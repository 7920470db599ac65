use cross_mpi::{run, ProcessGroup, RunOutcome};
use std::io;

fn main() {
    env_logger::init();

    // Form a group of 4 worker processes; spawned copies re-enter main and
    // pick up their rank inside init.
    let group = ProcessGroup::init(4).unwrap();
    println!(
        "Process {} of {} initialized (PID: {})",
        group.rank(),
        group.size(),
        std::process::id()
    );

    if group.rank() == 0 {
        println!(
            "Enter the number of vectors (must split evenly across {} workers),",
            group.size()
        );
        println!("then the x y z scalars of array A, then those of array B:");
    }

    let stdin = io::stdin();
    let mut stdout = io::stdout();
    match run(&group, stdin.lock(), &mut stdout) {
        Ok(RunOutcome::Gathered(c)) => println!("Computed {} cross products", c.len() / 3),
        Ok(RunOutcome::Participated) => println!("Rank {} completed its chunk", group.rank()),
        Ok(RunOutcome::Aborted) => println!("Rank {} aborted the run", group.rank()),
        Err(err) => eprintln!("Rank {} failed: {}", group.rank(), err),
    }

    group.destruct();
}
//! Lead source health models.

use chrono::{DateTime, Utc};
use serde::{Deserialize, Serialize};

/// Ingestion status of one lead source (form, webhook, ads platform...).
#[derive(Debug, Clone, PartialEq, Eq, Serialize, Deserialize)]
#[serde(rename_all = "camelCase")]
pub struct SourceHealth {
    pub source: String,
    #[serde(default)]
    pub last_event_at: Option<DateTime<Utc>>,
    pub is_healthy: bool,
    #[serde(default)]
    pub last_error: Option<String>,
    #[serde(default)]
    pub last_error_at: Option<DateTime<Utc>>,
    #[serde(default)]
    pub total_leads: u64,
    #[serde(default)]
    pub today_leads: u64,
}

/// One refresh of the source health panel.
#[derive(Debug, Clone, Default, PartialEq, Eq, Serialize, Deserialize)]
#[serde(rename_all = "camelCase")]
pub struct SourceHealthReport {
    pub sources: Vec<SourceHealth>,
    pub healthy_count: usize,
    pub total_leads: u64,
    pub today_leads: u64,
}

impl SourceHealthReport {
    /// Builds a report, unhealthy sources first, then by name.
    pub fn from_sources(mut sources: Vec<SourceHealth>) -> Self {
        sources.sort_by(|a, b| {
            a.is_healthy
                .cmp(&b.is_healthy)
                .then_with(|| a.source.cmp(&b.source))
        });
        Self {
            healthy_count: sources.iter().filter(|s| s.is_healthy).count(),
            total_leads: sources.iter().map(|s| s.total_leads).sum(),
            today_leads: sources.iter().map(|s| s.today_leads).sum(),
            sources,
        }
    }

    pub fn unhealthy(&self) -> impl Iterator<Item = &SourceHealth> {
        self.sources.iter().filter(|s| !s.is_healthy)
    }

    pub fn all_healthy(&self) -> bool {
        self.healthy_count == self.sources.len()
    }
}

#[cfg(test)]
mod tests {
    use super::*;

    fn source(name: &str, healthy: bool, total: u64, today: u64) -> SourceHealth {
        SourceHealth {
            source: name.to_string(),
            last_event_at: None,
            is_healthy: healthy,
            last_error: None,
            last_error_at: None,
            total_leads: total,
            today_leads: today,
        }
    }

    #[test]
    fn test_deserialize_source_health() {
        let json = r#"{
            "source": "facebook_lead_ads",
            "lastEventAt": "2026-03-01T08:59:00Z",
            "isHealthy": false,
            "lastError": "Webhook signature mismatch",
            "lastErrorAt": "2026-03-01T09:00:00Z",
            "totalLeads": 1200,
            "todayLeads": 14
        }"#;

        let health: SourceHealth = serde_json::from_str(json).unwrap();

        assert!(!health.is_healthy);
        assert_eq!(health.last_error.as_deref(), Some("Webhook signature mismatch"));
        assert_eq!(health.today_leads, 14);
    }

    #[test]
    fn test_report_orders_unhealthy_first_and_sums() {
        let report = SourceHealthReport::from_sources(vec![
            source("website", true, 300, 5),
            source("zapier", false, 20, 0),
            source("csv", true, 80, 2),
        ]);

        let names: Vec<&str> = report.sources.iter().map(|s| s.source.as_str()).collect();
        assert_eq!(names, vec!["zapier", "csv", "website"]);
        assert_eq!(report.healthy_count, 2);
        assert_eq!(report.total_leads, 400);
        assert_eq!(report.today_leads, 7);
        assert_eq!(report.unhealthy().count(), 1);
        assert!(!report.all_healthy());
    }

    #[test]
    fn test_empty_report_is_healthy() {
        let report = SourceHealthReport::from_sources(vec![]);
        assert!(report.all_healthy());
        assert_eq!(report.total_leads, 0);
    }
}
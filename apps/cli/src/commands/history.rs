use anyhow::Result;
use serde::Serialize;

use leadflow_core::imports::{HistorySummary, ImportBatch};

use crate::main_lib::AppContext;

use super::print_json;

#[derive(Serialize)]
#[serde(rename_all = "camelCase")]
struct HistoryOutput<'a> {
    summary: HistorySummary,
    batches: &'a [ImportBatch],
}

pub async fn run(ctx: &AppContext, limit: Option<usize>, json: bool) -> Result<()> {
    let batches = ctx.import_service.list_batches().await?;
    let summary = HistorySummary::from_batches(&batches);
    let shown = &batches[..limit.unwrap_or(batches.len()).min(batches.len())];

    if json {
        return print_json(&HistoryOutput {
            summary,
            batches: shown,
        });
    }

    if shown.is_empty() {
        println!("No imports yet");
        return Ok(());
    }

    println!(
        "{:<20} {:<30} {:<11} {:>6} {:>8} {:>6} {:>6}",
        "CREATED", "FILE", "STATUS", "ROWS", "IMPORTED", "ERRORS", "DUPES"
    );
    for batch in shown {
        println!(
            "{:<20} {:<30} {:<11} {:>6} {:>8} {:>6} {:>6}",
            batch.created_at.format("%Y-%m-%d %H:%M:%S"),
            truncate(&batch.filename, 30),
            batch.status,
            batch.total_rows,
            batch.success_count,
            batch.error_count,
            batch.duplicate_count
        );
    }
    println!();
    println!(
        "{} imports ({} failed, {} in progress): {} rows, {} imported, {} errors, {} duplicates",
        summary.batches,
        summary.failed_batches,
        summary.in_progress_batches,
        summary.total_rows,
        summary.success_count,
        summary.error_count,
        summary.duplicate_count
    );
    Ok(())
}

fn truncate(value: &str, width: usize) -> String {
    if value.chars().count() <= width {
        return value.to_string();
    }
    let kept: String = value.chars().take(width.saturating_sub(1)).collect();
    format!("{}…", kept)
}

————

**WORK TO COMPLETE:** Every record in the listing above is to be copied exactly.

**SOLUTION TO THIS EXERCISE:**
repository 7920470db599ac65
use cross_mpi::{run, ProcessGroup, RunOutcome};
use std::io;

fn main() {
    env_logger::init();

    // Form a group of 4 worker processes; spawned copies re-enter main and
    // pick up their rank inside init.
    let group = ProcessGroup::init(4).unwrap();
    println!(
        "Process {} of {} initialized (PID: {})",
        group.rank(),
        group.size(),
        std::process::id()
    );

    if group.rank() == 0 {
        println!(
            "Enter the number of vectors (must split evenly across {} workers),",
            group.size()
        );
        println!("then the x y z scalars of array A, then those of array B:");
    }

    let stdin = io::stdin();
    let mut stdout = io::stdout();
    match run(&group, stdin.lock(), &mut stdout) {
        Ok(RunOutcome::Gathered(c)) => println!("Computed {} cross products", c.len() / 3),
        Ok(RunOutcome::Participated) => println!("Rank {} completed its chunk", group.rank()),
        Ok(RunOutcome::Aborted) => println!("Rank {} aborted the run", group.rank()),
        Err(err) => eprintln!("Rank {} failed: {}", group.rank(), err),
    }

    group.destruct();
}
//! Lead source health models.

use chrono::{DateTime, Utc};
use serde::{Deserialize, Serialize};

/// Ingestion status of one lead source (form, webhook, ads platform...).
#[derive(Debug, Clone, PartialEq, Eq, Serialize, Deserialize)]
#[serde(rename_all = "camelCase")]
pub struct SourceHealth {
    pub source: String,
    #[serde(default)]
    pub last_event_at: Option<DateTime<Utc>>,
    pub is_healthy: bool,
    #[serde(default)]
    pub last_error: Option<String>,
    #[serde(default)]
    pub last_error_at: Option<DateTime<Utc>>,
    #[serde(default)]
    pub total_leads: u64,
    #[serde(default)]
    pub today_leads: u64,
}

/// One refresh of the source health panel.
#[derive(Debug, Clone, Default, PartialEq, Eq, Serialize, Deserialize)]
#[serde(rename_all = "camelCase")]
pub struct SourceHealthReport {
    pub sources: Vec<SourceHealth>,
    pub healthy_count: usize,
    pub total_leads: u64,
    pub today_leads: u64,
}

impl SourceHealthReport {
    /// Builds a report, unhealthy sources first, then by name.
    pub fn from_sources(mut sources: Vec<SourceHealth>) -> Self {
        sources.sort_by(|a, b| {
            a.is_healthy
                .cmp(&b.is_healthy)
                .then_with(|| a.source.cmp(&b.source))
        });
        Self {
            healthy_count: sources.iter().filter(|s| s.is_healthy).count(),
            total_leads: sources.iter().map(|s| s.total_leads).sum(),
            today_leads: sources.iter().map(|s| s.today_leads).sum(),
            sources,
        }
    }

    pub fn unhealthy(&self) -> impl Iterator<Item = &SourceHealth> {
        self.sources.iter().filter(|s| !s.is_healthy)
    }

    pub fn all_healthy(&self) -> bool {
        self.healthy_count == self.sources.len()
    }
}

#[cfg(test)]
mod tests {
    use super::*;

    fn source(name: &str, healthy: bool, total: u64, today: u64) -> SourceHealth {
        SourceHealth {
            source: name.to_string(),
            last_event_at: None,
            is_healthy: healthy,
            last_error: None,
            last_error_at: None,
            total_leads: total,
            today_leads: today,
        }
    }

    #[test]
    fn test_deserialize_source_health() {
        let json = r#"{
            "source": "facebook_lead_ads",
            "lastEventAt": "2026-03-01T08:59:00Z",
            "isHealthy": false,
            "lastError": "Webhook signature mismatch",
            "lastErrorAt": "2026-03-01T09:00:00Z",
            "totalLeads": 1200,
            "todayLeads": 14
        }"#;

        let health: SourceHealth = serde_json::from_str(json).unwrap();

        assert!(!health.is_healthy);
        assert_eq!(health.last_error.as_deref(), Some("Webhook signature mismatch"));
        assert_eq!(health.today_leads, 14);
    }

    #[test]
    fn test_report_orders_unhealthy_first_and_sums() {
        let report = SourceHealthReport::from_sources(vec![
            source("website", true, 300, 5),
            source("zapier", false, 20, 0),
            source("csv", true, 80, 2),
        ]);

        let names: Vec<&str> = report.sources.iter().map(|s| s.source.as_str()).collect();
        assert_eq!(names, vec!["zapier", "csv", "website"]);
        assert_eq!(report.healthy_count, 2);
        assert_eq!(report.total_leads, 400);
        assert_eq!(report.today_leads, 7);
        assert_eq!(report.unhealthy().count(), 1);
        assert!(!report.all_healthy());
    }

    #[test]
    fn test_empty_report_is_healthy() {
        let report = SourceHealthReport::from_sources(vec![]);
        assert!(report.all_healthy());
        assert_eq!(report.total_leads, 0);
    }
}
filename apps/cli/src/commands/history.rs
use anyhow::Result;
use serde::Serialize;

use leadflow_core::imports::{HistorySummary, ImportBatch};

use crate::main_lib::AppContext;

use super::print_json;

#[derive(Serialize)]
#[serde(rename_all = "camelCase")]
struct HistoryOutput<'a> {
    summary: HistorySummary,
    batches: &'a [ImportBatch],
}

pub async fn run(ctx: &AppContext, limit: Option<usize>, json: bool) -> Result<()> {
    let batches = ctx.import_service.list_batches().await?;
    let summary = HistorySummary::from_batches(&batches);
    let shown = &batches[..limit.unwrap_or(batches.len()).min(batches.len())];

    if json {
        return print_json(&HistoryOutput {
            summary,
            batches: shown,
        });
    }

    if shown.is_empty() {
        println!("No imports yet");
        return Ok(());
    }

    println!(
        "{:<20} {:<30} {:<11} {:>6} {:>8} {:>6} {:>6}",
        "CREATED", "FILE", "STATUS", "ROWS", "IMPORTED", "ERRORS", "DUPES"
    );
    for batch in shown {
        println!(
            "{:<20} {:<30} {:<11} {:>6} {:>8} {:>6} {:>6}",
            batch.created_at.format("%Y-%m-%d %H:%M:%S"),
            truncate(&batch.filename, 30),
            batch.status,
            batch.total_rows,
            batch.success_count,
            batch.error_count,
            batch.duplicate_count
        );
    }
    println!();
    println!(
        "{} imports ({} failed, {} in progress): {} rows, {} imported, {} errors, {} duplicates",
        summary.batches,
        summary.failed_batches,
        summary.in_progress_batches,
        summary.total_rows,
        summary.success_count,
        summary.error_count,
        summary.duplicate_count
    );
    Ok(())
}

fn truncate(value: &str, width: usize) -> String {
    if value.chars().count() <= width {
        return value.to_string();
    }
    let kept: String = value.chars().take(width.saturating_sub(1)).collect();
    format!("{}…", kept)
}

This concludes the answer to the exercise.